- _WHAT TO WORK ON_
Only lines with the string "MalformedFrame" are wanted. Pull them out of the data.

[Data extracted from a collection]
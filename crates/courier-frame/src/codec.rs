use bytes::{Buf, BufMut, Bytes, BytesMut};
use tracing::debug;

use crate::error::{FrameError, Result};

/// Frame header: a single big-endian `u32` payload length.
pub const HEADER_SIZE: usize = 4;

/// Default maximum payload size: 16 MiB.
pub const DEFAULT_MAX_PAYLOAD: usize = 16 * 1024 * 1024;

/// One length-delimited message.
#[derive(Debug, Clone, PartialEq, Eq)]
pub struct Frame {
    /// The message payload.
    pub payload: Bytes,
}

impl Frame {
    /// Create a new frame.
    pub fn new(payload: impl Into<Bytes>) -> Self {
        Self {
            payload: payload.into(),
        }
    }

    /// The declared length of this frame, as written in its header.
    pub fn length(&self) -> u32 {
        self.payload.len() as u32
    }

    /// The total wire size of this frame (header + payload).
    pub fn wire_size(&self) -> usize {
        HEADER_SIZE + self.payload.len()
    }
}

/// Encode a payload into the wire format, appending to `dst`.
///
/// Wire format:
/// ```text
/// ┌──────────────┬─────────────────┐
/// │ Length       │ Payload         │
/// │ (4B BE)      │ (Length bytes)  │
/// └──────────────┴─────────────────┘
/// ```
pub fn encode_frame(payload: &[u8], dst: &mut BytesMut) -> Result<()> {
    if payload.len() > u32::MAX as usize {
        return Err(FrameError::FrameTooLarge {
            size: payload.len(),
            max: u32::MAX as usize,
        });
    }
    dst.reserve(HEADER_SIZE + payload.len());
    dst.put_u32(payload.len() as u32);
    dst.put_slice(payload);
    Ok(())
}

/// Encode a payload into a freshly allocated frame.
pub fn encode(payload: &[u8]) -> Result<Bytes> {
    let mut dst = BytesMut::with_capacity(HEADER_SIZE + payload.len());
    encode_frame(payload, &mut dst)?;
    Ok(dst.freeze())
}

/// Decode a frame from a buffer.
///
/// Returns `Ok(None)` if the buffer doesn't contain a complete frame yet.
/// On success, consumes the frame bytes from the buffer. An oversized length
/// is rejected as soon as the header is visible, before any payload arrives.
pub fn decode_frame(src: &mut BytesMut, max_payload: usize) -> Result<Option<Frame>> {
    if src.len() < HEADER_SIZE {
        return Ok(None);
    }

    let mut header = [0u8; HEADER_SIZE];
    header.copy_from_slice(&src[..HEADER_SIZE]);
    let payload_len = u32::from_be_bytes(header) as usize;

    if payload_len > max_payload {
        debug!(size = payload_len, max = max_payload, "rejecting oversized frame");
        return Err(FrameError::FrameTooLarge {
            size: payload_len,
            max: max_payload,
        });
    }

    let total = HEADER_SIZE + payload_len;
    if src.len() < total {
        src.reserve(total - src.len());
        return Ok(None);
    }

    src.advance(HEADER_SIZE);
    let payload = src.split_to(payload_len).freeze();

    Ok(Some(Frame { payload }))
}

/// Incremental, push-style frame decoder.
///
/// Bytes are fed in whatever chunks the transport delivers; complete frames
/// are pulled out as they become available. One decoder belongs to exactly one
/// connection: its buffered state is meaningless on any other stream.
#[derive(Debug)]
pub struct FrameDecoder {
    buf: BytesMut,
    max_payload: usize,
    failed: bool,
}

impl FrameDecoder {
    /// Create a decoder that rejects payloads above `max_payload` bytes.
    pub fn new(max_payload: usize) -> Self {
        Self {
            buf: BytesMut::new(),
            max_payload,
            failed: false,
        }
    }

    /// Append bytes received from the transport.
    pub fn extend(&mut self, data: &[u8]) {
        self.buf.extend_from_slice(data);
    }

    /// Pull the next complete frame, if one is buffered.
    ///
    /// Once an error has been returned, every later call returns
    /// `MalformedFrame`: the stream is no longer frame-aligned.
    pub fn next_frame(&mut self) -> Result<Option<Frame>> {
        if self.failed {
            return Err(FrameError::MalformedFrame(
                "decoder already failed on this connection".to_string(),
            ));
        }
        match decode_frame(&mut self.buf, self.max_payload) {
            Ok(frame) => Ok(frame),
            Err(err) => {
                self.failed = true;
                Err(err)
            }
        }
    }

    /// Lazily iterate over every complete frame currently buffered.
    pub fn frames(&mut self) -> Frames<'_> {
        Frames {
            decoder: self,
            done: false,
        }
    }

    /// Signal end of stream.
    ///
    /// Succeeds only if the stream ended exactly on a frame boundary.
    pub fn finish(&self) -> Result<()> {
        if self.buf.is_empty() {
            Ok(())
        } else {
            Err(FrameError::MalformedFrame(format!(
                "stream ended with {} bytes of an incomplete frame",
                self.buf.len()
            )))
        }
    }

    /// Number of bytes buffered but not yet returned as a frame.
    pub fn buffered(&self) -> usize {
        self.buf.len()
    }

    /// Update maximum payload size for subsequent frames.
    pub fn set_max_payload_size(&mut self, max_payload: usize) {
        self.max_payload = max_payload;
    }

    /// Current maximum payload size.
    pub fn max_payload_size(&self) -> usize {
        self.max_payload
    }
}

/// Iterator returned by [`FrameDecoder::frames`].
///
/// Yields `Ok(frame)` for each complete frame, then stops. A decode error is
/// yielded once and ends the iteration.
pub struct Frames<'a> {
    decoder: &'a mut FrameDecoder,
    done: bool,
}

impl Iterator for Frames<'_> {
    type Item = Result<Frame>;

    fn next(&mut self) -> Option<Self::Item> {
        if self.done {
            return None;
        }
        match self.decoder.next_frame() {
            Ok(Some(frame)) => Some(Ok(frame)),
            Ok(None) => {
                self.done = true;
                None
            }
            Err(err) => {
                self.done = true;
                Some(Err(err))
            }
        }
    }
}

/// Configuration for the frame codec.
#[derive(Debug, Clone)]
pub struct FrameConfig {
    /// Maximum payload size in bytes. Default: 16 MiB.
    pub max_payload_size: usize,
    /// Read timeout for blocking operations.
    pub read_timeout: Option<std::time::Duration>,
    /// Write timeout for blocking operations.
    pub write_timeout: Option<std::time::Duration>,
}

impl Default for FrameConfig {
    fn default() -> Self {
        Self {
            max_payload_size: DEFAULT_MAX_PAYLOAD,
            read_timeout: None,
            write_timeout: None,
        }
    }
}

- _RESPONSE TO THE TASK_
    /// `MalformedFrame`: the stream is no longer frame-aligned.
            return Err(FrameError::MalformedFrame(
            Err(FrameError::MalformedFrame(format!(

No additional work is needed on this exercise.